/---

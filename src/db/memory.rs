use std::collections::HashMap;

use chrono::Utc;
use tokio::sync::RwLock;

use crate::db::{ProfileStore, UndoOutcome};
use crate::error::{AppError, AppResult};
use crate::models::{InteractionType, MovieCandidate, Profile, SuggestedMovie};
use crate::services::taste;

/// Profile store backed by a process-local map.
///
/// Backs the test suite; same contract and taste-profile invariant as the
/// Postgres store.
#[derive(Default)]
pub struct InMemoryProfileStore {
    profiles: RwLock<HashMap<String, Profile>>,
}

impl InMemoryProfileStore {
    pub fn new() -> Self {
        Self::default()
    }

    fn not_found(key: &str) -> AppError {
        AppError::NotFound(format!("Profile '{}' not found", key))
    }
}

#[async_trait::async_trait]
impl ProfileStore for InMemoryProfileStore {
    async fn find_or_create(&self, key: &str) -> AppResult<Profile> {
        let mut profiles = self.profiles.write().await;
        Ok(profiles
            .entry(key.to_string())
            .or_insert_with(|| Profile::new(key))
            .clone())
    }

    async fn get_profile(&self, key: &str) -> AppResult<Option<Profile>> {
        Ok(self.profiles.read().await.get(key).cloned())
    }

    async fn list_profiles(&self) -> AppResult<Vec<Profile>> {
        let mut profiles: Vec<Profile> = self.profiles.read().await.values().cloned().collect();
        profiles.sort_by(|a, b| b.last_active.cmp(&a.last_active));
        Ok(profiles)
    }

    async fn add_interaction(
        &self,
        key: &str,
        movie_id: i64,
        kind: InteractionType,
        movie_details: Option<MovieCandidate>,
    ) -> AppResult<()> {
        let mut profiles = self.profiles.write().await;
        let profile = profiles.get_mut(key).ok_or_else(|| Self::not_found(key))?;
        taste::apply_interaction(profile, movie_id, kind, movie_details);
        Ok(())
    }

    async fn undo_last_interaction(&self, key: &str) -> AppResult<UndoOutcome> {
        let mut profiles = self.profiles.write().await;
        let Some(profile) = profiles.get_mut(key) else {
            return Ok(UndoOutcome { undone: false, movie_details: None });
        };
        match taste::undo_last(profile) {
            Some(removed) => Ok(UndoOutcome {
                undone: true,
                movie_details: removed.movie_details,
            }),
            None => Ok(UndoOutcome { undone: false, movie_details: None }),
        }
    }

    async fn remove_interaction(&self, key: &str, movie_id: i64) -> AppResult<u64> {
        let mut profiles = self.profiles.write().await;
        let profile = profiles.get_mut(key).ok_or_else(|| Self::not_found(key))?;
        Ok(taste::remove_movie(profile, movie_id) as u64)
    }

    async fn reset_profile(&self, key: &str) -> AppResult<()> {
        let mut profiles = self.profiles.write().await;
        if let Some(profile) = profiles.get_mut(key) {
            taste::reset(profile);
        }
        Ok(())
    }

    async fn append_suggested_movies(
        &self,
        key: &str,
        additions: &[SuggestedMovie],
    ) -> AppResult<()> {
        let mut profiles = self.profiles.write().await;
        let profile = profiles.get_mut(key).ok_or_else(|| Self::not_found(key))?;
        profile.merge_suggested(additions);
        Ok(())
    }

    async fn touch_last_active(&self, key: &str) -> AppResult<()> {
        let mut profiles = self.profiles.write().await;
        let profile = profiles.get_mut(key).ok_or_else(|| Self::not_found(key))?;
        profile.last_active = Utc::now();
        Ok(())
    }

    async fn delete_profile(&self, key: &str) -> AppResult<bool> {
        Ok(self.profiles.write().await.remove(key).is_some())
    }
}

#[cfg(test)]
mod tests {
    use super::*;
    use crate::models::movie::MovieCandidate;

    fn details(genres: &[&str]) -> MovieCandidate {
        MovieCandidate {
            id: 550,
            title: "Fight Club".to_string(),
            release_year: Some(1999),
            description: None,
            cover_url: None,
            genres: genres.iter().map(|g| g.to_string()).collect(),
            director: None,
            writers: vec![],
            actors: vec![],
            imdb_id: None,
            vote_average: None,
        }
    }

    #[tokio::test]
    async fn test_find_or_create_is_idempotent() {
        let store = InMemoryProfileStore::new();
        let first = store.find_or_create("alice").await.unwrap();
        let second = store.find_or_create("alice").await.unwrap();
        assert_eq!(first.profile_key, "alice");
        assert_eq!(first.profile_key, second.profile_key);
        assert_eq!(store.list_profiles().await.unwrap().len(), 1);
    }

    #[tokio::test]
    async fn test_add_interaction_requires_profile() {
        let store = InMemoryProfileStore::new();
        let err = store
            .add_interaction("ghost", 550, InteractionType::Like, None)
            .await
            .unwrap_err();
        assert!(matches!(err, AppError::NotFound(_)));
    }

    #[tokio::test]
    async fn test_add_interaction_updates_taste_profile() {
        let store = InMemoryProfileStore::new();
        store.find_or_create("alice").await.unwrap();
        store
            .add_interaction("alice", 550, InteractionType::Like, Some(details(&["Drama"])))
            .await
            .unwrap();

        let profile = store.get_profile("alice").await.unwrap().unwrap();
        assert_eq!(profile.taste_profile.genres["Drama"], 1);
        assert_eq!(profile.taste_profile, taste::recompute(&profile.interactions));
    }

    #[tokio::test]
    async fn test_undo_without_history() {
        let store = InMemoryProfileStore::new();
        store.find_or_create("alice").await.unwrap();
        let outcome = store.undo_last_interaction("alice").await.unwrap();
        assert!(!outcome.undone);
        assert!(outcome.movie_details.is_none());
    }

    #[tokio::test]
    async fn test_undo_returns_snapshot() {
        let store = InMemoryProfileStore::new();
        store.find_or_create("alice").await.unwrap();
        store
            .add_interaction("alice", 550, InteractionType::Like, Some(details(&["Drama"])))
            .await
            .unwrap();

        let outcome = store.undo_last_interaction("alice").await.unwrap();
        assert!(outcome.undone);
        assert_eq!(outcome.movie_details.unwrap().id, 550);

        let profile = store.get_profile("alice").await.unwrap().unwrap();
        assert!(profile.interactions.is_empty());
        assert!(profile.taste_profile.is_empty());
    }

    #[tokio::test]
    async fn test_append_suggested_movies_merges() {
        let store = InMemoryProfileStore::new();
        store.find_or_create("alice").await.unwrap();

        let batch = vec![
            SuggestedMovie { movie_id: 1, movie_title: "One".to_string() },
            SuggestedMovie { movie_id: 2, movie_title: "Two".to_string() },
        ];
        store.append_suggested_movies("alice", &batch).await.unwrap();
        store.append_suggested_movies("alice", &batch).await.unwrap();

        let profile = store.get_profile("alice").await.unwrap().unwrap();
        assert_eq!(profile.suggested_movies.len(), 2);
        assert_eq!(profile.seen_ids(), std::collections::HashSet::from([1, 2]));
    }

    #[tokio::test]
    async fn test_delete_profile() {
        let store = InMemoryProfileStore::new();
        store.find_or_create("alice").await.unwrap();
        assert!(store.delete_profile("alice").await.unwrap());
        assert!(!store.delete_profile("alice").await.unwrap());
        assert!(store.get_profile("alice").await.unwrap().is_none());
    }
}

\---

(Exercise instructions): Take every line of the material that contains the word "kind", and copy it.

(Reply to the task):
        kind: InteractionType,
        taste::apply_interaction(profile, movie_id, kind, movie_details);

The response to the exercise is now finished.